The Solana layer-1 (L1) blockchain receives services from Slope, which serves as a Web3 wallet provider. The affected addresses appear to have previously been created, imported, or used in Slope mobile wallet applications, the Solana Foundation reported this through Twitter.
After an investigation by developers, ecosystem teams, and security auditors, it appears affected addresses were at one point created, imported, or used in Slope mobile wallet applications. 1/2— Solana Status (@SolanaStatus) August 3, 2022
Anatoly Yakovenko, a co-founder of Solana, also attached Slope wallets to the hack on his own Twitter account. He advised users to regenerate a seed phrase using any other service Slope. Additionally, he advised one of the impacted users to “Start practicing the cold/hot wallet separation.”

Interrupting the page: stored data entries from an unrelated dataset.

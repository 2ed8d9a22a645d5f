//! Game server error types.
//!
//! [`GameServerError`] is what HTTP handlers return; it maps to a status code
//! and a `{"error":{"code","message"}}` body via `IntoResponse`.
//! [`SessionError`] is what the store and registry return; handlers convert
//! it with `?`.

use axum::{
    http::StatusCode,
    response::{IntoResponse, Response},
    Json,
};
use serde::Serialize;
use thiserror::Error;

/// Game server error type.
///
/// Maps to HTTP status codes:
/// - BadRequest: 400 Bad Request
/// - NotFound: 404 Not Found
/// - Conflict: 409 Conflict
/// - Internal: 500 Internal Server Error
#[derive(Debug, Error)]
pub enum GameServerError {
    #[error("Bad request: {0}")]
    BadRequest(String),

    #[error("Not found: {0}")]
    NotFound(String),

    #[error("Conflict: {0}")]
    Conflict(String),

    #[error("Internal server error: {0}")]
    Internal(String),
}

impl GameServerError {
    /// Returns the HTTP status code for this error (for metrics recording).
    pub fn status_code(&self) -> u16 {
        match self {
            GameServerError::BadRequest(_) => 400,
            GameServerError::NotFound(_) => 404,
            GameServerError::Conflict(_) => 409,
            GameServerError::Internal(_) => 500,
        }
    }
}

/// Failures from the game store and session registry.
#[derive(Debug, Clone, Copy, PartialEq, Eq, Error)]
pub enum SessionError {
    #[error("game not found")]
    NotFound,

    #[error("game is full")]
    Full,

    #[error("could not allocate a game identifier")]
    IdAllocation,
}

impl From<SessionError> for GameServerError {
    fn from(err: SessionError) -> Self {
        match err {
            SessionError::NotFound => GameServerError::NotFound("Game not found".to_string()),
            SessionError::Full => GameServerError::Conflict("Game is full".to_string()),
            SessionError::IdAllocation => GameServerError::Internal(err.to_string()),
        }
    }
}

#[derive(Serialize)]
struct ErrorResponse {
    error: ErrorDetail,
}

#[derive(Serialize)]
struct ErrorDetail {
    code: String,
    message: String,
}

impl IntoResponse for GameServerError {
    fn into_response(self) -> Response {
        let (status, code, message) = match &self {
            GameServerError::BadRequest(reason) => {
                (StatusCode::BAD_REQUEST, "BAD_REQUEST", reason.clone())
            }
            GameServerError::NotFound(resource) => {
                (StatusCode::NOT_FOUND, "NOT_FOUND", resource.clone())
            }
            GameServerError::Conflict(reason) => (StatusCode::CONFLICT, "CONFLICT", reason.clone()),
            GameServerError::Internal(detail) => {
                // Log actual error server-side, return generic message to client
                tracing::error!(target: "gs.errors", error = %detail, "Internal error");
                (
                    StatusCode::INTERNAL_SERVER_ERROR,
                    "INTERNAL_ERROR",
                    "An internal error occurred".to_string(),
                )
            }
        };

        let error_response = ErrorResponse {
            error: ErrorDetail {
                code: code.to_string(),
                message,
            },
        };

        (status, Json(error_response)).into_response()
    }
}
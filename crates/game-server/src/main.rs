//! Game Server
//!
//! Entry point for the tic-tac-toe session server.

use game_server::config::Config;
use game_server::lifecycle::LifecycleCoordinator;
use game_server::observability::metrics::init_metrics_recorder;
use game_server::routes::{self, AppState};
use game_server::tasks::start_idle_game_reaper;
use std::net::SocketAddr;
use std::sync::Arc;
use std::time::Duration;
use tokio::signal;
use tokio_util::sync::CancellationToken;
use tracing::{error, info, warn};
use tracing_subscriber::{layer::SubscriberExt, util::SubscriberInitExt};

#[tokio::main]
async fn main() -> Result<(), Box<dyn std::error::Error>> {
    // Initialize tracing
    tracing_subscriber::registry()
        .with(
            tracing_subscriber::EnvFilter::try_from_default_env()
                .unwrap_or_else(|_| "game_server=debug,tower_http=debug".into()),
        )
        .with(tracing_subscriber::fmt::layer())
        .init();

    info!("Starting Game Server");

    // Load configuration
    let config = Config::from_env().map_err(|e| {
        error!("Failed to load configuration: {}", e);
        e
    })?;

    info!(
        bind_address = %config.bind_address,
        game_id_bytes = config.game_id_bytes,
        outbox_capacity = config.outbox_capacity,
        idle_game_ttl_seconds = config.idle_game_ttl_seconds,
        reaper_interval_seconds = config.reaper_interval_seconds,
        "Configuration loaded successfully"
    );

    // Must be installed before anything records a metric
    let metrics_handle = init_metrics_recorder().map_err(|e| {
        error!(error = %e, "Failed to install Prometheus metrics recorder");
        e
    })?;
    info!("Prometheus metrics recorder initialized");

    let coordinator = Arc::new(LifecycleCoordinator::new(&config));

    // Start idle game reaper
    let cancel_token = CancellationToken::new();
    let reaper_handle = tokio::spawn(start_idle_game_reaper(
        coordinator.clone(),
        config.reaper_interval(),
        config.idle_game_ttl(),
        cancel_token.clone(),
    ));

    let bind_address = config.bind_address.clone();
    let drain_seconds = config.drain_seconds;

    // Create application state
    let state = Arc::new(AppState {
        coordinator,
        config,
    });

    // Build application routes
    let app = routes::build_routes(state, metrics_handle);

    // Parse bind address
    let addr: SocketAddr = bind_address.parse().map_err(|e| {
        error!("Invalid bind address: {}", e);
        e
    })?;

    info!("Game Server listening on {}", addr);

    // Start server with graceful shutdown support
    let listener = tokio::net::TcpListener::bind(addr).await?;
    axum::serve(
        listener,
        app.into_make_service_with_connect_info::<SocketAddr>(),
    )
    .with_graceful_shutdown(shutdown_signal(drain_seconds))
    .await?;

    // Stop background tasks
    cancel_token.cancel();
    if let Err(e) = reaper_handle.await {
        warn!(error = %e, "Idle game reaper task did not exit cleanly");
    }

    info!("Game Server shutdown complete");

    Ok(())
}

/// Listens for shutdown signals (SIGTERM, SIGINT).
/// Returns when a shutdown signal is received and drain period is complete.
async fn shutdown_signal(drain_secs: u64) {
    let ctrl_c = async {
        match signal::ctrl_c().await {
            Ok(()) => info!("Received SIGINT, starting graceful shutdown..."),
            Err(e) => error!("Failed to listen for SIGINT: {}", e),
        }
    };

    #[cfg(unix)]
    let terminate = async {
        match signal::unix::signal(signal::unix::SignalKind::terminate()) {
            Ok(mut stream) => {
                stream.recv().await;
                info!("Received SIGTERM, starting graceful shutdown...");
            }
            Err(e) => {
                error!("Failed to listen for SIGTERM: {}", e);
                std::future::pending::<()>().await;
            }
        }
    };

    #[cfg(not(unix))]
    let terminate = std::future::pending::<()>();

    tokio::select! {
        _ = ctrl_c => {}
        _ = terminate => {}
    }

    if drain_secs > 0 {
        warn!("Draining connections for {} seconds...", drain_secs);
        tokio::time::sleep(Duration::from_secs(drain_secs)).await;
        info!("Drain period complete");
    } else {
        info!("Skipping drain period (DRAIN_SECONDS=0)");
    }
}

If you’ve used Slope at all consider those wallets burned.— Laine ❤️ stakewiz.com (@laine_sa_) August 3, 2022
Nothing yet to indicate Phantom itself has had an issue, though it’s interesting that there haven’t been reports of users on Solflare who used their seed on Slope as well, while there’ve been many with Phantom.
The community reported that their Solana-based wallets were being drained of their Solana & other tokens on August 2. From close to 8,000 wallets, an estimated $8 million in cryptocurrency was stolen.
The Solana Foundation’s investigation led it to the conclusion that the private keys for every Solana-based wallet exposed by the exploit were “accidentally transmitted to an application monitoring service” like Slope. The Solana protocol and its cryptography were not at risk from the attack, it was further stated.
There are numerous rumors claiming that Slope may have kept track of user seed words on its centralized servers. The servers may have been taken over, exposing seed phrases that could have been used by hackers to carry out transactions.
Many people were led to believe there might be a larger problem with the Solana protocol by earlier reports of the attack on the day that claimed users of Slope and Phantom hot wallets were being targeted. Austin Fedora, the head of communications for Solana, shared additional analysis that showed the issue only affected hot wallets.
Although 60% of the attack’s victims used Phantom, according to Fedora, those who were impacted did not create their seed phrase with Phantom.
A group of Slope wallets, including some belonging to its own staff, were compromised in the breach, according to a statement Slope released on Wednesday regarding the status of its ongoing investigation into the incident.
Users of Slope wallets were urged by the team to create new, unique seed phrases and transfer all funds to them rather than leaving any money in an older Solana-based wallet that might still be vulnerable in the future. The Phantom team increased the caution by advising users to switch to a new non-Slope wallet and move their assets there.